Work required
Filter the material, keeping only lines with the word "XmlValue".

Data provided
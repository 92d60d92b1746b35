//! XML Schema parser.
//!
//! Extracts top-level and nested element declarations, named complex and
//! simple types, and imports. External imports are recorded, never resolved.

use tracing::debug;

use super::xml_tree::{self, XmlTree, XmlValue};
use super::{report_tree_error, ElementError, ParserConfig};
use crate::diagnostics::{DiagnosticCode, Diagnostics, ParseResult, ValidationResult};
use crate::model::schema::{
    Element, Import, MaxOccurs, Restriction, RestrictionKind, RestrictionValue, Schema, SchemaType,
    TypeKind,
};

pub const XML_SCHEMA_NAMESPACE: &str = "http://www.w3.org/2001/XMLSchema";

const ROOT_MARKERS: &[&str] = &["xs:schema", "xsd:schema", "schema"];

const ROOT_CANDIDATES: &[&str] = &["xs:schema", "xsd:schema", "schema"];

/// Child groupings of a complex type that hold its properties, in read order.
const PROPERTY_GROUPS: &[&str] = &["sequence", "choice", "all"];

/// Facets scanned under a restriction, in output order. The numeric bounds
/// map to [`RestrictionKind::Pattern`].
const FACETS: &[&str] = &[
    "pattern",
    "length",
    "minLength",
    "maxLength",
    "enumeration",
    "minInclusive",
    "maxInclusive",
    "minExclusive",
    "maxExclusive",
];

#[derive(Debug, Default)]
pub struct SchemaParser {
    config: ParserConfig,
    diagnostics: Diagnostics,
}

impl SchemaParser {
    pub fn new(config: ParserConfig) -> Self {
        Self {
            config,
            diagnostics: Diagnostics::new(),
        }
    }

    /// Parse schema markup into a [`Schema`].
    pub fn parse(&mut self, raw: &str) -> ParseResult<Schema> {
        self.diagnostics.clear();
        debug!("Starting schema parsing");

        self.check(raw);
        if self.diagnostics.has_errors() {
            return self.diagnostics.parse_result(None);
        }

        let tree = match XmlTree::parse(raw) {
            Ok(tree) => tree,
            Err(e) => {
                report_tree_error(&e, &self.config, "SchemaParser::parse", &mut self.diagnostics);
                return self.diagnostics.parse_result(None);
            }
        };

        let Some(root) = find_root(tree.document()) else {
            self.diagnostics.add_error(
                "No schema definition found in XSD file",
                "root",
                DiagnosticCode::NoSchemaDef,
                None,
            );
            return self.diagnostics.parse_result(None);
        };

        let schema = Schema {
            target_namespace: root.field("targetNamespace").map(str::to_string),
            elements: self.extract_elements(root),
            types: self.extract_types(root),
            imports: extract_imports(root),
        };

        debug!(
            "Schema parsing completed. Found {} elements and {} types",
            schema.elements.len(),
            schema.types.len()
        );
        self.diagnostics.parse_result(Some(schema))
    }

    pub fn validate(&mut self, raw: &str) -> ValidationResult {
        self.diagnostics.clear();
        self.check(raw);
        self.diagnostics.validation_result()
    }

    fn check(&mut self, raw: &str) {
        for error in xml_tree::structural_check(raw).errors {
            self.diagnostics
                .add_error(error, "XML structure", DiagnosticCode::XmlInvalid, None);
        }

        if !ROOT_MARKERS.iter().any(|marker| raw.contains(marker)) {
            self.diagnostics.add_error(
                "Not a valid XSD file - missing schema element",
                "root",
                DiagnosticCode::InvalidXsd,
                None,
            );
        }

        let declares_xs = xml_tree::namespaces(raw)
            .values()
            .any(|uri| uri == XML_SCHEMA_NAMESPACE);
        if !declares_xs {
            self.diagnostics.add_warning(
                "Missing XML Schema namespace declaration",
                "namespaces",
                DiagnosticCode::MissingXsNamespace,
            );
        }
    }

    /// Every element reachable from `scope` that is not nested in another match.
    fn extract_elements(&mut self, scope: &XmlValue) -> Vec<Element> {
        let mut elements = Vec::new();
        for value in scope.nodes_named("element") {
            match extract_element(value) {
                Ok(element) => elements.push(element),
                Err(e) => e.report(&mut self.diagnostics),
            }
        }
        elements
    }

    fn extract_types(&mut self, root: &XmlValue) -> Vec<SchemaType> {
        let mut types = Vec::new();

        for value in root.nodes_named("complexType") {
            let Some(name) = value.field("name") else {
                ElementError::MissingTypeName("Complex").report(&mut self.diagnostics);
                continue;
            };

            let mut properties = Vec::new();
            for group in PROPERTY_GROUPS {
                if let Some(grouping) = value.child(group) {
                    properties.extend(self.extract_elements(grouping));
                }
            }

            types.push(SchemaType {
                name: name.to_string(),
                kind: TypeKind::Complex,
                base_type: base_type(value),
                properties,
                restrictions: Vec::new(),
            });
        }

        for value in root.nodes_named("simpleType") {
            let Some(name) = value.field("name") else {
                ElementError::MissingTypeName("Simple").report(&mut self.diagnostics);
                continue;
            };

            types.push(SchemaType {
                name: name.to_string(),
                kind: TypeKind::Simple,
                base_type: base_type(value),
                properties: Vec::new(),
                restrictions: extract_restrictions(value),
            });
        }

        types
    }
}

fn find_root(document: &XmlValue) -> Option<&XmlValue> {
    ROOT_CANDIDATES
        .iter()
        .filter_map(|candidate| document.value_at(candidate))
        .find(|value| value.as_node().is_some())
        .or_else(|| {
            document
                .nodes_named("schema")
                .find(|value| value.as_node().is_some())
        })
}

fn extract_element(value: &XmlValue) -> Result<Element, ElementError> {
    let name = value.field("name").ok_or(ElementError::MissingElementName)?;

    let invalid = |attribute: &'static str, raw: &str| ElementError::InvalidOccurs {
        element: name.to_string(),
        attribute,
        value: raw.to_string(),
    };

    let min_raw = value.field("minOccurs").unwrap_or("1");
    let min_occurs: u32 = min_raw
        .trim()
        .parse()
        .map_err(|_| invalid("minOccurs", min_raw))?;

    let max_occurs = match value.field("maxOccurs") {
        Some(raw) => MaxOccurs::parse(raw).map_err(|_| invalid("maxOccurs", raw))?,
        None => MaxOccurs::default(),
    };

    let documentation = value
        .child("annotation")
        .and_then(|annotation| annotation.child("documentation"))
        .and_then(XmlValue::as_text)
        .filter(|text| !text.is_empty())
        .map(str::to_string);

    Ok(Element {
        name: name.to_string(),
        type_name: value.field("type").unwrap_or("string").to_string(),
        required: min_occurs > 0,
        min_occurs,
        max_occurs,
        documentation,
    })
}

/// Base type from an extension, else from a restriction. The first container
/// found decides, even when it carries no `base`.
fn base_type(value: &XmlValue) -> Option<String> {
    let extension = value
        .child("extension")
        .or_else(|| value.child("complexContent").and_then(|c| c.child("extension")));
    if let Some(extension) = extension {
        return extension.field("base").map(str::to_string);
    }

    value
        .child("restriction")
        .or_else(|| value.child("simpleContent").and_then(|c| c.child("restriction")))
        .and_then(|restriction| restriction.field("base"))
        .map(str::to_string)
}

fn extract_restrictions(value: &XmlValue) -> Vec<Restriction> {
    let Some(restriction) = value.child("restriction") else {
        return Vec::new();
    };

    let mut restrictions = Vec::new();
    for facet in FACETS {
        let kind = RestrictionKind::from_facet(facet);
        for instance in restriction.nodes_named(facet) {
            let Some(raw) = instance
                .attribute("value")
                .or_else(|| instance.child("value").and_then(XmlValue::as_text))
            else {
                continue;
            };
            // An empty pattern would validate nothing
            if raw.is_empty() && kind == RestrictionKind::Pattern {
                debug!(facet, "Skipping empty pattern restriction");
                continue;
            }
            restrictions.push(Restriction {
                kind,
                value: RestrictionValue::from_text(raw),
            });
        }
    }
    restrictions
}

fn extract_imports(root: &XmlValue) -> Vec<Import> {
    root.nodes_named("import")
        .filter_map(|value| {
            Some(Import {
                namespace: value.field("namespace")?.to_string(),
                schema_location: value.field("schemaLocation")?.to_string(),
            })
        })
        .collect()
}
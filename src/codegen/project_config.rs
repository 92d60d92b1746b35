//! Generation configuration.
//!
//! Drives where generated sources go, which Java package they live in, and
//! which artifact kinds get produced. Loadable from a YAML file; the CLI
//! overrides individual fields from its flags.

use serde::{Deserialize, Serialize};
use std::path::Path;

/// Top-level generation configuration
#[derive(Debug, Clone, PartialEq, Eq, Deserialize, Serialize)]
pub struct GenerationConfig {
    #[serde(default = "default_output_dir")]
    pub output_dir: String,
    #[serde(default = "default_package_name")]
    pub package_name: String,
    #[serde(default = "default_spring_boot_version")]
    pub spring_boot_version: String,
    #[serde(default)]
    pub options: GenerationOptions,
    #[serde(default)]
    pub templates: TemplateNames,
}

fn default_output_dir() -> String {
    "./output".to_string()
}

fn default_package_name() -> String {
    "com.example.converted".to_string()
}

fn default_spring_boot_version() -> String {
    "3.1.0".to_string()
}

fn enabled() -> bool {
    true
}

impl Default for GenerationConfig {
    fn default() -> Self {
        Self {
            output_dir: default_output_dir(),
            package_name: default_package_name(),
            spring_boot_version: default_spring_boot_version(),
            options: GenerationOptions::default(),
            templates: TemplateNames::default(),
        }
    }
}

/// Which artifacts to generate and how
#[derive(Debug, Clone, PartialEq, Eq, Deserialize, Serialize)]
pub struct GenerationOptions {
    #[serde(default = "enabled")]
    pub generate_controllers: bool,
    #[serde(default = "enabled")]
    pub generate_services: bool,
    #[serde(default = "enabled")]
    pub generate_repositories: bool,
    #[serde(default = "enabled")]
    pub generate_dtos: bool,
    #[serde(default = "enabled")]
    pub generate_configurations: bool,
    #[serde(default)]
    pub generate_tests: bool,
    #[serde(default = "enabled")]
    pub use_lombok: bool,
    #[serde(default = "enabled")]
    pub use_validation: bool,
}

impl Default for GenerationOptions {
    fn default() -> Self {
        Self {
            generate_controllers: true,
            generate_services: true,
            generate_repositories: true,
            generate_dtos: true,
            generate_configurations: true,
            generate_tests: false,
            use_lombok: true,
            use_validation: true,
        }
    }
}

/// Logical template name per artifact kind
#[derive(Debug, Clone, PartialEq, Eq, Deserialize, Serialize)]
pub struct TemplateNames {
    #[serde(default = "default_controller_template")]
    pub controller: String,
    #[serde(default = "default_service_template")]
    pub service: String,
    #[serde(default = "default_repository_template")]
    pub repository: String,
    #[serde(default = "default_dto_template")]
    pub dto: String,
    #[serde(default = "default_config_template")]
    pub config: String,
    #[serde(default = "default_test_template")]
    pub test: String,
}

fn default_controller_template() -> String {
    "controller".to_string()
}

fn default_service_template() -> String {
    "service".to_string()
}

fn default_repository_template() -> String {
    "repository".to_string()
}

fn default_dto_template() -> String {
    "dto".to_string()
}

fn default_config_template() -> String {
    "config".to_string()
}

fn default_test_template() -> String {
    "test".to_string()
}

impl Default for TemplateNames {
    fn default() -> Self {
        Self {
            controller: default_controller_template(),
            service: default_service_template(),
            repository: default_repository_template(),
            dto: default_dto_template(),
            config: default_config_template(),
            test: default_test_template(),
        }
    }
}

impl GenerationConfig {
    /// Load generation configuration from a YAML file
    pub fn from_file<P: AsRef<Path>>(path: P) -> Result<Self, String> {
        let path = path.as_ref();
        let contents = std::fs::read_to_string(path)
            .map_err(|e| format!("Failed to read {}: {}", path.display(), e))?;

        Self::from_yaml(&contents)
            .map_err(|e| format!("Failed to parse {}: {}", path.display(), e))
    }

    pub fn from_yaml(contents: &str) -> Result<Self, String> {
        serde_yaml::from_str(contents).map_err(|e| e.to_string())
    }

    /// Check that required fields are present
    pub fn validate(&self) -> Result<(), String> {
        if self.output_dir.trim().is_empty() {
            return Err("output_dir is required".to_string());
        }

        if self.package_name.trim().is_empty() {
            return Err("package_name is required".to_string());
        }

        if super::utils::sanitize_package_name(&self.package_name).is_empty() {
            return Err(format!(
                "package_name '{}' has no usable characters",
                self.package_name
            ));
        }

        if self.options.generate_controllers && self.templates.controller.trim().is_empty() {
            return Err("templates.controller is required when controllers are generated".to_string());
        }

        Ok(())
    }
}
//! Spring Boot code generation.
//!
//! Turns extracted process models into Java sources. Rendering goes through
//! Tera templates resolved by logical name from a template directory; the
//! helpers in [`utils`] are available to templates as filters.

pub mod controller;
pub mod endpoints;
pub mod fs_utils;
pub mod project_config;
pub mod template_engine;
pub mod utils;

// Re-export key types
pub use controller::{ControllerGenerator, FileKind, GeneratedFile, GenerationResult, GeneratorConfig};
pub use endpoints::{synthesize_endpoints, Endpoint, HeuristicInference, PayloadTypeInference};
pub use fs_utils::write_generated_files;
pub use project_config::{GenerationConfig, GenerationOptions, TemplateNames};
pub use template_engine::{TemplateEngine, TemplateEngineConfig, TemplateError};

Exercise response
use super::xml_tree::{self, XmlTree, XmlValue};
    fn extract_elements(&mut self, scope: &XmlValue) -> Vec<Element> {
    fn extract_types(&mut self, root: &XmlValue) -> Vec<SchemaType> {
fn find_root(document: &XmlValue) -> Option<&XmlValue> {
fn extract_element(value: &XmlValue) -> Result<Element, ElementError> {
        .and_then(XmlValue::as_text)
fn base_type(value: &XmlValue) -> Option<String> {
fn extract_restrictions(value: &XmlValue) -> Vec<Restriction> {
                .or_else(|| instance.child("value").and_then(XmlValue::as_text))
fn extract_imports(root: &XmlValue) -> Vec<Import> {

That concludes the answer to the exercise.